◆ Assignment ◆
Across the records below, how many lines contain the string "method"? Give the number by itself.
Top of Raw data
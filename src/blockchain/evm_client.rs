// src/blockchain/evm_client.rs

use std::str::FromStr;
use std::time::Duration;

use anyhow::{anyhow, Context, Result};
use async_trait::async_trait;
use ethers::types::{Address, Bytes, TransactionRequest, H256, U256};
use ethers_signers::{LocalWallet, Signer};
use reqwest::Client;
use serde_json::{json, Value};
use tracing::{debug, warn};

use crate::blockchain::{chains::ChainConfig, gateway::ChainGateway, nonce_manager::NonceManager};

/// How long `wait_for_receipt` polls before giving up.
#[derive(Debug, Clone, Copy)]
pub struct ReceiptPolicy {
    pub timeout: Duration,
    pub poll_interval: Duration,
}

impl Default for ReceiptPolicy {
    fn default() -> Self {
        Self {
            timeout: Duration::from_secs(120),
            poll_interval: Duration::from_millis(1000),
        }
    }
}

/// [`ChainGateway`] over raw JSON-RPC, signing locally with one wallet.
#[derive(Clone)]
pub struct RpcGateway {
    client: Client,
    wallet: LocalWallet,
    nonce_manager: NonceManager,
    receipts: ReceiptPolicy,
}

fn parse_quantity(v: &Value, what: &str) -> Result<U256> {
    let hex = v.as_str().ok_or_else(|| anyhow!("{} is not a hex string: {}", what, v))?;
    Ok(U256::from_str_radix(hex.trim_start_matches("0x"), 16)?)
}

impl RpcGateway {
    pub fn new(private_key: &str, receipts: ReceiptPolicy) -> Result<Self> {
        let wallet = LocalWallet::from_str(private_key.trim_start_matches("0x"))
            .map_err(|e| anyhow!("Invalid private key: {}", e))?;
        Ok(Self {
            client: Client::new(),
            wallet,
            nonce_manager: NonceManager::new(),
            receipts,
        })
    }

    async fn rpc(&self, rpc_url: &str, method: &str, params: Value) -> Result<Value> {
        let payload = json!({
            "jsonrpc": "2.0",
            "method": method,
            "params": params,
            "id": 1
        });
        debug!("RPC {} -> {}", method, rpc_url);
        let resp: Value = self
            .client
            .post(rpc_url)
            .json(&payload)
            .send()
            .await
            .with_context(|| format!("{} request failed", method))?
            .json()
            .await
            .with_context(|| format!("{} returned invalid JSON", method))?;
        if let Some(err) = resp.get("error") {
            return Err(anyhow!("RPC Error in {}: {}", method, err));
        }
        Ok(resp.get("result").cloned().unwrap_or(Value::Null))
    }

    async fn fetch_nonce(&self, rpc_url: &str, address: Address) -> Result<U256> {
        let result = self
            .rpc(rpc_url, "eth_getTransactionCount", json!([format!("{:?}", address), "pending"]))
            .await?;
        parse_quantity(&result, "transaction count")
    }

    async fn sign_and_send(&self, chain: &ChainConfig, tx_request: TransactionRequest) -> Result<Option<H256>> {
        let rpc_url = chain.rpc_url.as_str();
        let from_address = self.wallet.address();
        let chain_id: u64 = chain
            .chain_id
            .parse()
            .with_context(|| format!("chain id '{}' is not numeric", chain.chain_id))?;

        let nonce = self
            .nonce_manager
            .get_next_nonce(&chain.chain_id, from_address, || self.fetch_nonce(rpc_url, from_address))
            .await?;

        // Populate the final transaction request
        let mut tx = tx_request.from(from_address).nonce(nonce).chain_id(chain_id);

        // If gas is not provided, estimate it via eth_estimateGas
        if tx.gas.is_none() {
            let call_obj = serde_json::to_value(&tx)?;
            let gas = self.rpc(rpc_url, "eth_estimateGas", json!([call_obj])).await?;
            tx = tx.gas(parse_quantity(&gas, "gas estimate")?);
        }

        // If gas price not provided, fetch eth_gasPrice and use legacy gas_price
        if tx.gas_price.is_none() {
            let gp = self.rpc(rpc_url, "eth_gasPrice", json!([])).await?;
            tx = tx.gas_price(parse_quantity(&gp, "gas price")?);
        }

        // Sign the transaction
        let signature = self.wallet.sign_transaction(&tx.clone().into()).await?;
        let raw_tx = tx.rlp_signed(&signature);

        let result = self
            .rpc(rpc_url, "eth_sendRawTransaction", json!([format!("0x{}", hex::encode(raw_tx))]))
            .await?;

        match result.as_str() {
            Some(hash) if !hash.is_empty() => Ok(Some(H256::from_str(hash).context("invalid transaction hash")?)),
            _ => Ok(None),
        }
    }
}

#[async_trait]
impl ChainGateway for RpcGateway {
    fn account(&self) -> Address {
        self.wallet.address()
    }

    async fn native_balance(&self, chain: &ChainConfig, address: Address) -> Result<U256> {
        let result = self
            .rpc(&chain.rpc_url, "eth_getBalance", json!([format!("{:?}", address), "latest"]))
            .await?;
        parse_quantity(&result, "balance")
    }

    async fn call(&self, chain: &ChainConfig, to: Address, data: Bytes) -> Result<Bytes> {
        let result = self
            .rpc(
                &chain.rpc_url,
                "eth_call",
                json!([{"to": format!("{:?}", to), "data": format!("0x{}", hex::encode(&data))}, "latest"]),
            )
            .await?;
        let s = result.as_str().ok_or_else(|| anyhow!("eth_call result not string"))?;
        Ok(Bytes::from(hex::decode(s.trim_start_matches("0x"))?))
    }

    async fn send_transaction(&self, chain: &ChainConfig, tx: TransactionRequest) -> Result<Option<H256>> {
        let sent = self.sign_and_send(chain, tx).await;
        if !matches!(sent, Ok(Some(_))) {
            // no hash means the reserved nonce never reached the chain
            self.nonce_manager.reset(&chain.chain_id, self.wallet.address()).await;
        }
        sent
    }

    async fn wait_for_receipt(&self, chain: &ChainConfig, tx_hash: H256) -> Result<()> {
        let hash = format!("{:?}", tx_hash);
        let started = tokio::time::Instant::now();
        loop {
            let receipt = self
                .rpc(&chain.rpc_url, "eth_getTransactionReceipt", json!([hash]))
                .await?;
            if !receipt.is_null() {
                let status = receipt.get("status").and_then(Value::as_str).unwrap_or("0x1");
                if status == "0x0" {
                    return Err(anyhow!("transaction {} reverted", hash));
                }
                debug!("Receipt for {} after {:?}", hash, started.elapsed());
                return Ok(());
            }
            if started.elapsed() >= self.receipts.timeout {
                warn!("No receipt for {} within {:?}", hash, self.receipts.timeout);
                return Err(anyhow!("timed out waiting for receipt of {}", hash));
            }
            tokio::time::sleep(self.receipts.poll_interval).await;
        }
    }
}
Bottom of Raw data
◆ Output of the exercise ◆
6